*Exercise materials*.
┄┄┄┄┄┄┄┄┄┄

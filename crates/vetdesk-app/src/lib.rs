// Copyright 2026 Phillip Cloud
// Licensed under the Apache License, Version 2.0

pub mod forms;
pub mod ids;
pub mod model;
pub mod state;
pub mod validation;

pub use forms::*;
pub use ids::*;
pub use model::*;
pub use state::*;
// Copyright 2026 Phillip Cloud
// Licensed under the Apache License, Version 2.0

//! Builders for the markup the pages expect: tables, custom selects, manage
//! wheels, modals and form fields, with the class and `data-*` names the
//! components look for.

use vetdesk_dom::{Document, NodeId};

use crate::filter::EMPTY_ROW_CLASS;
use crate::select::{
    LABEL_CLASS, OPTION_CLASS, OPTIONS_CLASS, SELECT_CLASS, SELECTED_CLASS, TRIGGER_CLASS,
};
use crate::wheel::{ACTIONS_CLASS, TRIGGER_CLASS as WHEEL_TRIGGER_CLASS, WHEEL_CLASS};

pub const FORM_ERROR_CLASS: &str = "form-error";
pub const SUBMIT_ATTRIBUTE: &str = "data-submit";

/// A `.custom-select` whose hidden input carries `input_id`. The first option
/// is the empty-valued placeholder and starts selected.
pub fn custom_select(
    doc: &mut Document,
    parent: NodeId,
    input_id: &str,
    placeholder: &str,
    options: &[(&str, &str)],
) -> NodeId {
    let root = doc
        .build("div")
        .class(SELECT_CLASS)
        .data("name", input_id)
        .append_to(parent);
    let trigger = doc
        .build("button")
        .attr("type", "button")
        .class(TRIGGER_CLASS)
        .append_to(root);
    doc.build("span")
        .class(LABEL_CLASS)
        .text(placeholder)
        .append_to(trigger);
    let list = doc.build("ul").class(OPTIONS_CLASS).append_to(root);
    doc.build("li")
        .class(&format!("{OPTION_CLASS} {SELECTED_CLASS}"))
        .data("value", "")
        .text(placeholder)
        .append_to(list);
    for (value, label) in options {
        doc.build("li")
            .class(OPTION_CLASS)
            .data("value", value)
            .text(label)
            .append_to(list);
    }
    doc.build("input")
        .attr("type", "hidden")
        .id(input_id)
        .append_to(root);
    root
}

/// A `.manage-wheel` with its trigger and a hidden `data-action` template.
/// Returns the trigger.
pub fn manage_wheel(doc: &mut Document, cell: NodeId, actions: &[(&str, &str)]) -> NodeId {
    let (trigger, template) = wheel_shell(doc, cell);
    for (action, label) in actions {
        doc.build("button")
            .attr("type", "button")
            .class("wheel-action")
            .data("action", action)
            .text(label)
            .append_to(template);
    }
    trigger
}

/// Same as [`manage_wheel`] with `onclick="fn(this)"` buttons, the way older
/// templates wire them.
pub fn legacy_manage_wheel(
    doc: &mut Document,
    cell: NodeId,
    actions: &[(&str, &str)],
) -> NodeId {
    let (trigger, template) = wheel_shell(doc, cell);
    for (function, label) in actions {
        doc.build("button")
            .attr("type", "button")
            .class("wheel-action")
            .attr("onclick", &format!("{function}(this)"))
            .text(label)
            .append_to(template);
    }
    trigger
}

fn wheel_shell(doc: &mut Document, cell: NodeId) -> (NodeId, NodeId) {
    let container = doc.build("div").class(WHEEL_CLASS).append_to(cell);
    let trigger = doc
        .build("button")
        .attr("type", "button")
        .attr("aria-expanded", "false")
        .attr("title", "Gestionar")
        .class(&format!("btn btn-sm {WHEEL_TRIGGER_CLASS}"))
        .text("⚙")
        .append_to(container);
    let template = doc
        .build("div")
        .class(ACTIONS_CLASS)
        .style("display", "none")
        .append_to(container);
    (trigger, template)
}

/// `<table id=table_id>` with a header row; returns the `tbody`.
pub fn data_table(doc: &mut Document, parent: NodeId, table_id: &str, headers: &[&str]) -> NodeId {
    let table = doc
        .build("table")
        .id(table_id)
        .class("table table-hover")
        .append_to(parent);
    let head = doc.build("thead").append_to(table);
    let row = doc.build("tr").append_to(head);
    for header in headers {
        doc.build("th").text(header).append_to(row);
    }
    doc.build("tbody").append_to(table)
}

pub fn empty_results_row(doc: &mut Document, tbody: NodeId, columns: usize, text: &str) -> NodeId {
    let row = doc
        .build("tr")
        .class(EMPTY_ROW_CLASS)
        .style("display", "none")
        .append_to(tbody);
    doc.build("td")
        .attr("colspan", &columns.to_string())
        .class("text-center text-muted")
        .text(text)
        .append_to(row);
    row
}

pub fn cell(doc: &mut Document, row: NodeId, text: &str) -> NodeId {
    doc.build("td").text(text).append_to(row)
}

pub fn search_input(doc: &mut Document, parent: NodeId, id: &str, placeholder: &str) -> NodeId {
    doc.build("input")
        .attr("type", "search")
        .attr("placeholder", placeholder)
        .id(id)
        .class("form-control")
        .append_to(parent)
}

pub fn button(doc: &mut Document, parent: NodeId, id: &str, class: &str, text: &str) -> NodeId {
    doc.build("button")
        .attr("type", "button")
        .id(id)
        .class(class)
        .text(text)
        .append_to(parent)
}

/// Hidden `.modal` with header close button, a form body and a footer with
/// cancel and submit buttons. Returns the form.
pub fn modal(doc: &mut Document, parent: NodeId, id: &str, title: &str) -> NodeId {
    let root = doc
        .build("div")
        .id(id)
        .class("modal fade")
        .attr("tabindex", "-1")
        .attr("aria-hidden", "true")
        .style("display", "none")
        .append_to(parent);
    let dialog = doc.build("div").class("modal-dialog").append_to(root);
    let content = doc.build("div").class("modal-content").append_to(dialog);

    let header = doc.build("div").class("modal-header").append_to(content);
    doc.build("h5")
        .class("modal-title")
        .text(title)
        .append_to(header);
    doc.build("button")
        .attr("type", "button")
        .attr("aria-label", "Cerrar")
        .class("btn-close")
        .append_to(header);

    let body = doc.build("div").class("modal-body").append_to(content);
    let form = doc.build("form").append_to(body);
    doc.build("div")
        .class(&format!("alert alert-danger {FORM_ERROR_CLASS}"))
        .style("display", "none")
        .append_to(body);

    let footer = doc.build("div").class("modal-footer").append_to(content);
    doc.build("button")
        .attr("type", "button")
        .class("btn btn-secondary")
        .data("dismiss", "modal")
        .text("Cancelar")
        .append_to(footer);
    doc.build("button")
        .attr("type", "button")
        .attr(SUBMIT_ATTRIBUTE, id)
        .class("btn btn-primary")
        .text("Guardar")
        .append_to(footer);
    form
}

/// Labelled input with its `.invalid-feedback` sibling. Returns the input.
pub fn form_field(
    doc: &mut Document,
    form: NodeId,
    id: &str,
    label: &str,
    input_type: &str,
) -> NodeId {
    let group = doc.build("div").class("mb-3").append_to(form);
    doc.build("label")
        .attr("for", id)
        .class("form-label")
        .text(label)
        .append_to(group);
    let input = doc
        .build("input")
        .attr("type", input_type)
        .attr("name", id)
        .id(id)
        .class("form-control")
        .append_to(group);
    doc.build("div")
        .class("invalid-feedback")
        .style("display", "none")
        .append_to(group);
    input
}

pub fn hidden_field(doc: &mut Document, form: NodeId, id: &str) -> NodeId {
    doc.build("input")
        .attr("type", "hidden")
        .id(id)
        .append_to(form)
}

/// Labelled custom select inside a form. Returns the select root.
pub fn select_field(
    doc: &mut Document,
    form: NodeId,
    input_id: &str,
    label: &str,
    placeholder: &str,
    options: &[(&str, &str)],
) -> NodeId {
    let group = doc.build("div").class("mb-3").append_to(form);
    doc.build("label")
        .class("form-label")
        .text(label)
        .append_to(group);
    custom_select(doc, group, input_id, placeholder, options)
}

/// Modal's error banner, shown with `message` or hidden when `None`.
pub fn set_form_error(doc: &mut Document, modal_id: &str, message: Option<&str>) {
    let Some(modal) = doc.element_by_id(modal_id) else {
        return;
    };
    let Some(banner) = doc.first_with_class(modal, FORM_ERROR_CLASS) else {
        return;
    };
    doc.set_text(banner, message.unwrap_or_default());
    doc.set_displayed(banner, message.is_some());
}

/// The modal id a submit button saves, if `target` is inside one.
pub fn submit_target(doc: &Document, target: NodeId) -> Option<String> {
    doc.closest(
        target,
        |doc,
        node| doc.attribute(node, SUBMIT_ATTRIBUTE).is_some(),
    )
        .and_then(|button| doc.attribute(button, SUBMIT_ATTRIBUTE))
        .map(str::to_owned)
}

pub fn value_of(doc: &Document, id: &str) -> String {
    doc.element_by_id(id)
        .map(|node| doc.value(node).trim().to_owned())
        .unwrap_or_default()
}

pub fn set_value_of(doc: &mut Document, id: &str, value: &str) {
    if let Some(node) = doc.element_by_id(id) {
        doc.set_value(node, value);
    }
}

┄┄┄┄┄┄┄┄┄┄

*Task to complete*. Each line of the records, from the opening one through the line holding "The first option", should be restated word for word, with nothing else in the answer.

*Written solution*.
filename crates/vetdesk-app/src/lib.rs
// Copyright 2026 Phillip Cloud
// Licensed under the Apache License, Version 2.0

pub mod forms;
pub mod ids;
pub mod model;
pub mod state;
pub mod validation;

pub use forms::*;
pub use ids::*;
pub use model::*;
pub use state::*;
// Copyright 2026 Phillip Cloud
// Licensed under the Apache License, Version 2.0

//! Builders for the markup the pages expect: tables, custom selects, manage
//! wheels, modals and form fields, with the class and `data-*` names the
//! components look for.

use vetdesk_dom::{Document, NodeId};

use crate::filter::EMPTY_ROW_CLASS;
use crate::select::{
    LABEL_CLASS, OPTION_CLASS, OPTIONS_CLASS, SELECT_CLASS, SELECTED_CLASS, TRIGGER_CLASS,
};
use crate::wheel::{ACTIONS_CLASS, TRIGGER_CLASS as WHEEL_TRIGGER_CLASS, WHEEL_CLASS};

pub const FORM_ERROR_CLASS: &str = "form-error";
pub const SUBMIT_ATTRIBUTE: &str = "data-submit";

/// A `.custom-select` whose hidden input carries `input_id`. The first option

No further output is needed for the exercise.